Exercise requirements: Within the records, find every line that includes the word "trim" and copy it.

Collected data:
══════════

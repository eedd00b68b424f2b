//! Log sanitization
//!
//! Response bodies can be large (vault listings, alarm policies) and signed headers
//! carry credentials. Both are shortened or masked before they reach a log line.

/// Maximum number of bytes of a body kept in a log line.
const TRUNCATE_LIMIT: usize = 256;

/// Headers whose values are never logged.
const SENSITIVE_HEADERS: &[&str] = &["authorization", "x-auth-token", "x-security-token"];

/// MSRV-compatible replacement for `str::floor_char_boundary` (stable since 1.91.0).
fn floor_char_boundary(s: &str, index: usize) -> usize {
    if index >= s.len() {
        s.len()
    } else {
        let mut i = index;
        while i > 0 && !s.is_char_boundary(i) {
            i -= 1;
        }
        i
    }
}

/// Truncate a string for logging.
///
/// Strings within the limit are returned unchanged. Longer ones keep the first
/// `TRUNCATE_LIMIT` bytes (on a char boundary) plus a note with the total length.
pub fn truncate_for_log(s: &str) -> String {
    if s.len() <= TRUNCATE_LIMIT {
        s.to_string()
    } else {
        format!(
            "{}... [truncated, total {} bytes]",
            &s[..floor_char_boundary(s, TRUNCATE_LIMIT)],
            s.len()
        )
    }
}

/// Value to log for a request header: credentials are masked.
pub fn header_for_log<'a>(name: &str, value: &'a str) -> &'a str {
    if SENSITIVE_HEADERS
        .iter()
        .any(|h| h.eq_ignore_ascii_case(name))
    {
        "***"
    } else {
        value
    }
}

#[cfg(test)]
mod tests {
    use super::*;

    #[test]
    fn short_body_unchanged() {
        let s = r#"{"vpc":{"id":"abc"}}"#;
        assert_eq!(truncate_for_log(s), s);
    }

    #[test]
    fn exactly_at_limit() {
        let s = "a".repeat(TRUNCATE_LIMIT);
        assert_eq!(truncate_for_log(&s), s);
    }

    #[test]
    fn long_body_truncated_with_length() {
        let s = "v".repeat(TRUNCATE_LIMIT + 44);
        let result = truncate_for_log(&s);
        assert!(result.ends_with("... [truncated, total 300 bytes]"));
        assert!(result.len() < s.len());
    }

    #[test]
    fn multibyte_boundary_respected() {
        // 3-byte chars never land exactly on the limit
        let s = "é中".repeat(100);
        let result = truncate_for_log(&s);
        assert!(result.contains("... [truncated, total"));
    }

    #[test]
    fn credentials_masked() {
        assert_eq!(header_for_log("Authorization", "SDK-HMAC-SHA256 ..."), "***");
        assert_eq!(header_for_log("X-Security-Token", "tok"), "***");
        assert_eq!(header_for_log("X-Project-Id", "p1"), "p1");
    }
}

══════════

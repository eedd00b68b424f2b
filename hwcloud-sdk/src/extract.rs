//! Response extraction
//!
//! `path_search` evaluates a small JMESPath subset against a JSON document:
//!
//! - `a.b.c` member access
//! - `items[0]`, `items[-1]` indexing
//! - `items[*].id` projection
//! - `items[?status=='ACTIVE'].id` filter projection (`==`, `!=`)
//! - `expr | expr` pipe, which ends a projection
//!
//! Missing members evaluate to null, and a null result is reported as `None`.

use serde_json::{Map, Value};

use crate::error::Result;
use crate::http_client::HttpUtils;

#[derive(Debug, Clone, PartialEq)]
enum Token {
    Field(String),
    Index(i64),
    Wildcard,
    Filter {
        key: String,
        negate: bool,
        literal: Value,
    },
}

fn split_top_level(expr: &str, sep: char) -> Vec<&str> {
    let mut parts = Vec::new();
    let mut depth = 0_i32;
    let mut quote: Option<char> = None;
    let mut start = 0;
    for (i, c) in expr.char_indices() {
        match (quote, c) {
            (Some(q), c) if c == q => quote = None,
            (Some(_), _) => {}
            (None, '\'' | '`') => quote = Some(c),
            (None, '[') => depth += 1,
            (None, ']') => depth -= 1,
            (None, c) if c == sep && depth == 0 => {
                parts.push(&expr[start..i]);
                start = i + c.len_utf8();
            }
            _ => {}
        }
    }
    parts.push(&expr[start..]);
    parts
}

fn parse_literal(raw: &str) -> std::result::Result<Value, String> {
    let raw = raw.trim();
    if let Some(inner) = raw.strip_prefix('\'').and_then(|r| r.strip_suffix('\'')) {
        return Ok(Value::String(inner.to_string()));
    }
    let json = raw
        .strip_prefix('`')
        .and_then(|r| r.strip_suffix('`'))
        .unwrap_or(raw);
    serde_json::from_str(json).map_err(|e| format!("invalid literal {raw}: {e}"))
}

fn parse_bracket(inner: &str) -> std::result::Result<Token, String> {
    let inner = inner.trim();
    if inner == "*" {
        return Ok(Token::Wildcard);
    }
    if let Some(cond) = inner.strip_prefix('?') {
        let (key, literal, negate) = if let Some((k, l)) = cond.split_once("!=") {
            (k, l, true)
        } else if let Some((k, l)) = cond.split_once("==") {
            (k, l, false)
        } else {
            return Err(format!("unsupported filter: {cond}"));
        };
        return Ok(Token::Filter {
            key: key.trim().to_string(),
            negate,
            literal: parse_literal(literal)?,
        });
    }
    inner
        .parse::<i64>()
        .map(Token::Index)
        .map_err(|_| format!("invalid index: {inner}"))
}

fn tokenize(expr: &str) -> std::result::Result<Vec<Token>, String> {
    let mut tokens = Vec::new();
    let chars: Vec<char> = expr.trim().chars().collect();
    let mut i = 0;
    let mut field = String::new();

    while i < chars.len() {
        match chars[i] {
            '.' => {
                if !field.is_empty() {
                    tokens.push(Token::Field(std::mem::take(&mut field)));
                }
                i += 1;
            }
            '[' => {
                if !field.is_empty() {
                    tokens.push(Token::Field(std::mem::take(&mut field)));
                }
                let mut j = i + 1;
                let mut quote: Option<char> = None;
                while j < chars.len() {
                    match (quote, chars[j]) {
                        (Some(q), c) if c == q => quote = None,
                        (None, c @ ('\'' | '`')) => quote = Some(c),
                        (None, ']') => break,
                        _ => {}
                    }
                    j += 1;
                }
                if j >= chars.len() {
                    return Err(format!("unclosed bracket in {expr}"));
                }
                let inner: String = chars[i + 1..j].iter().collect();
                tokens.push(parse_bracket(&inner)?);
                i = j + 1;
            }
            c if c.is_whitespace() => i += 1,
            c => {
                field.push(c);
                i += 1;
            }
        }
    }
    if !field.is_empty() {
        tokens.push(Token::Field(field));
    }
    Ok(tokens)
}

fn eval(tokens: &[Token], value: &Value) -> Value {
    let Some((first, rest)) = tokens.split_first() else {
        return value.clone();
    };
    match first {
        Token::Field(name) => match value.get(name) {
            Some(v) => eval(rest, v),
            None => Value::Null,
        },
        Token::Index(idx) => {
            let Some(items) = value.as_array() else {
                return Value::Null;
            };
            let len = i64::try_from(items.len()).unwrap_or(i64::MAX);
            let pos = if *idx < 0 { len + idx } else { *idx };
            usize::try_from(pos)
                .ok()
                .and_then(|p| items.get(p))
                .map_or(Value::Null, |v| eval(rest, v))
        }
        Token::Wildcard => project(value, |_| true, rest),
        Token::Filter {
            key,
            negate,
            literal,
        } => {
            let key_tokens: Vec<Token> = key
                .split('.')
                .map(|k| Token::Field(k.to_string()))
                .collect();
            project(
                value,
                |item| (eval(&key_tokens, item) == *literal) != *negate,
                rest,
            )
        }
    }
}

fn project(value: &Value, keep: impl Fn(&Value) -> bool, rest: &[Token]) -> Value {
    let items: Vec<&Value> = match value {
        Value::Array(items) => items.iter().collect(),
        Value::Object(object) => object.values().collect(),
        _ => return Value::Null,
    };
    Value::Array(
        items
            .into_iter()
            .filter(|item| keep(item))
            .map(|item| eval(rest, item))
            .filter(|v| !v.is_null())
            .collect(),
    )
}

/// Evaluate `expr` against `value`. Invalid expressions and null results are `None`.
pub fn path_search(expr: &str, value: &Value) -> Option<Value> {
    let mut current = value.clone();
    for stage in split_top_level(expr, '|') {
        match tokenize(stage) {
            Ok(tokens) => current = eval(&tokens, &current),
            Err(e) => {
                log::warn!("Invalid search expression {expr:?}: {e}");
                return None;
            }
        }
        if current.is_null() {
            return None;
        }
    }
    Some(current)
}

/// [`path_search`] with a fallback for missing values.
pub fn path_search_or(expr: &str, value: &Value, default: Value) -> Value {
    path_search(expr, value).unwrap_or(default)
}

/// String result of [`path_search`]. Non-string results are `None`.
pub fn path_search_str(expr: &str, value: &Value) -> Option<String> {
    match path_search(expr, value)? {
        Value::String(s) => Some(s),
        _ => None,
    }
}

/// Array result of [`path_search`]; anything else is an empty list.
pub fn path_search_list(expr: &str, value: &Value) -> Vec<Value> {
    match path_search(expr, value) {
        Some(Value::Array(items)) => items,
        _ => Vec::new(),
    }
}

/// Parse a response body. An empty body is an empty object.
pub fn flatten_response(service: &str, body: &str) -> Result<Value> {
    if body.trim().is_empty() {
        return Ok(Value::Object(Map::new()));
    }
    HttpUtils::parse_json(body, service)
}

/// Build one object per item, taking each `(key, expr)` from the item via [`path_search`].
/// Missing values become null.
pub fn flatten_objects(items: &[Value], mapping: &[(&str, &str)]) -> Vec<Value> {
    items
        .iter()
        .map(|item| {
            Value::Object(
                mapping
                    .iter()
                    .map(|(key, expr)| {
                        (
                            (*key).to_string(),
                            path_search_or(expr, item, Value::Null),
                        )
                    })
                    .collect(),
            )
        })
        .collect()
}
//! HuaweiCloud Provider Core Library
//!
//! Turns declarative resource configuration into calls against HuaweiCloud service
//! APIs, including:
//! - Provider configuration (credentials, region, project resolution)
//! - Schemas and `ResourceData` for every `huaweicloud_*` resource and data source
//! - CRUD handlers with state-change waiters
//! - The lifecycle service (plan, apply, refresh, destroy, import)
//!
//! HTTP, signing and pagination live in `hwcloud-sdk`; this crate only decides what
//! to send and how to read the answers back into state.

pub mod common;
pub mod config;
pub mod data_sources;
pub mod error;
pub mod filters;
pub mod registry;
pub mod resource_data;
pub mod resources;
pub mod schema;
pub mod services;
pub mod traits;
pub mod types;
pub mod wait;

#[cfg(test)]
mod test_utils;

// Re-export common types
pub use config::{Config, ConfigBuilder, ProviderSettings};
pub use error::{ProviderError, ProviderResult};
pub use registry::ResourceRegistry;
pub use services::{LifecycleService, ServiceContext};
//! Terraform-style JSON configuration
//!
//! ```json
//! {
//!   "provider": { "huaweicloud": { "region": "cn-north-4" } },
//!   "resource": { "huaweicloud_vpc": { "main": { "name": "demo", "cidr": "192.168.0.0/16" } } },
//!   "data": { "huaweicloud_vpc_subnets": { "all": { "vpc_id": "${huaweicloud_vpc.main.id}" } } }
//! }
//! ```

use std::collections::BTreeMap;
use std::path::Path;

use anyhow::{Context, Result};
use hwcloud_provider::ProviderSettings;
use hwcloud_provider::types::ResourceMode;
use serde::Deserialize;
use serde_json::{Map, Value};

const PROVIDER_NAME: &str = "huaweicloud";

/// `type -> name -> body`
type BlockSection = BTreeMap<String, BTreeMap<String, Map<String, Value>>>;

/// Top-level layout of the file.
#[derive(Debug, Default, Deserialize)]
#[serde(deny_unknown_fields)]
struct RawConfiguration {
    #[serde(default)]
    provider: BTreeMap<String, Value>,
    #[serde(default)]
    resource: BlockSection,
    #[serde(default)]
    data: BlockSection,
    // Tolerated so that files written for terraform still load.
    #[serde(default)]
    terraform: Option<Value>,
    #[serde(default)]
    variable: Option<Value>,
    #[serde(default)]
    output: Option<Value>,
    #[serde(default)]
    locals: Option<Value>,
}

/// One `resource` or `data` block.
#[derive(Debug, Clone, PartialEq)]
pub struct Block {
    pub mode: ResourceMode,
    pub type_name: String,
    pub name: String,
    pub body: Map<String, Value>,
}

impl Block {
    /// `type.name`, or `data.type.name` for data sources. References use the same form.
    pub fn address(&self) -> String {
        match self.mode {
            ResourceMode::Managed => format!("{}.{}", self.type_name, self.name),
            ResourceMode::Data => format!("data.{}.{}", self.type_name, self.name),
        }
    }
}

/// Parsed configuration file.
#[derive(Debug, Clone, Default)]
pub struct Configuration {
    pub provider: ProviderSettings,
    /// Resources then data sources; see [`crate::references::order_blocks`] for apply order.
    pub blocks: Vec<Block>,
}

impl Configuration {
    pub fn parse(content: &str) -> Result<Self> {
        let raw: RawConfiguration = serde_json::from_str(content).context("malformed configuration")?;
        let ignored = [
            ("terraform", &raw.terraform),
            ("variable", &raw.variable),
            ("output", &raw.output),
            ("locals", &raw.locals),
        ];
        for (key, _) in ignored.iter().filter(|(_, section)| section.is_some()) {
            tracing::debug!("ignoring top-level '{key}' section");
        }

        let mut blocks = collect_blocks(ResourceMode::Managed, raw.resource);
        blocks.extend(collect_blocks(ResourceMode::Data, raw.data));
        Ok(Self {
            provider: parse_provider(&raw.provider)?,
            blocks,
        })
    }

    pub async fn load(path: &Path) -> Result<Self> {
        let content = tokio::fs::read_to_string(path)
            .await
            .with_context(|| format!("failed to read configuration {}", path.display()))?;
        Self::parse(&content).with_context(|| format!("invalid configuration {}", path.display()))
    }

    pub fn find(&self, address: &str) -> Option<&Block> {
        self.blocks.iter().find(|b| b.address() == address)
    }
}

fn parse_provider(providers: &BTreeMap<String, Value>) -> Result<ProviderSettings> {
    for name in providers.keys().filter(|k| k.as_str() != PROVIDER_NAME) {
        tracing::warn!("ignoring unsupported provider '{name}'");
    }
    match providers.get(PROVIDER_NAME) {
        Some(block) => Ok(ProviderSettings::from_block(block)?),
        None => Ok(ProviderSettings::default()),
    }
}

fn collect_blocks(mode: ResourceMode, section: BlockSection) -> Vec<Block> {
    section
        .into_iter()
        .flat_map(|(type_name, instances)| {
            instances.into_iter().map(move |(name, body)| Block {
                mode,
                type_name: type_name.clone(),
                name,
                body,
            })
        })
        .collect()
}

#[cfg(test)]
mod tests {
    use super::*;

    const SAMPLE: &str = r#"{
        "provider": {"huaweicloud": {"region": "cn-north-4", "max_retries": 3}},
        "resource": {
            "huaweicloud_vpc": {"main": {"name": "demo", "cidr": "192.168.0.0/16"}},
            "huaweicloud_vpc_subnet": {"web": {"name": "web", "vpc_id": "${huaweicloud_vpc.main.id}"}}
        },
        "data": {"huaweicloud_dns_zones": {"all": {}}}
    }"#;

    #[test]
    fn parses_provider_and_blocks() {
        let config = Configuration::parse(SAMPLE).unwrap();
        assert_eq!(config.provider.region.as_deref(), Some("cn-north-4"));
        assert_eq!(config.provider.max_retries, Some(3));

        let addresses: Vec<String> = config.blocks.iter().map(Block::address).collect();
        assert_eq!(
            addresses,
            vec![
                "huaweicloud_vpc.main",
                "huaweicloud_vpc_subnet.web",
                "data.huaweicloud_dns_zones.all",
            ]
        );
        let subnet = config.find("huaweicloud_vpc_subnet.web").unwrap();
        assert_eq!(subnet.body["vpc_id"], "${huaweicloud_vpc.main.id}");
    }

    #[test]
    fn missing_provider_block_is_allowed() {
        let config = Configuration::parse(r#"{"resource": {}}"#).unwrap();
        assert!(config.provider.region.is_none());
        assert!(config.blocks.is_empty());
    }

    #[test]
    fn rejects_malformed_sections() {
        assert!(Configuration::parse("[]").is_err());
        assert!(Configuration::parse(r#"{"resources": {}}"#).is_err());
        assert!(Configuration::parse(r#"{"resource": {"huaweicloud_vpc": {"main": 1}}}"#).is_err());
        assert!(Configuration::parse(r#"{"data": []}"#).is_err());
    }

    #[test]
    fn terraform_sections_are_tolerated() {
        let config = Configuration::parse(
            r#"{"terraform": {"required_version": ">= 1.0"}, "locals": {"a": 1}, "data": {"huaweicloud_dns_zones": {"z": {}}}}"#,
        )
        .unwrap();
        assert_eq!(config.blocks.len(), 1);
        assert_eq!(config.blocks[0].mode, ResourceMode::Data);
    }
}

══════════

Result for this exercise:
    let raw = raw.trim();
    let inner = inner.trim();
            key: key.trim().to_string(),
    let chars: Vec<char> = expr.trim().chars().collect();
    if body.trim().is_empty() {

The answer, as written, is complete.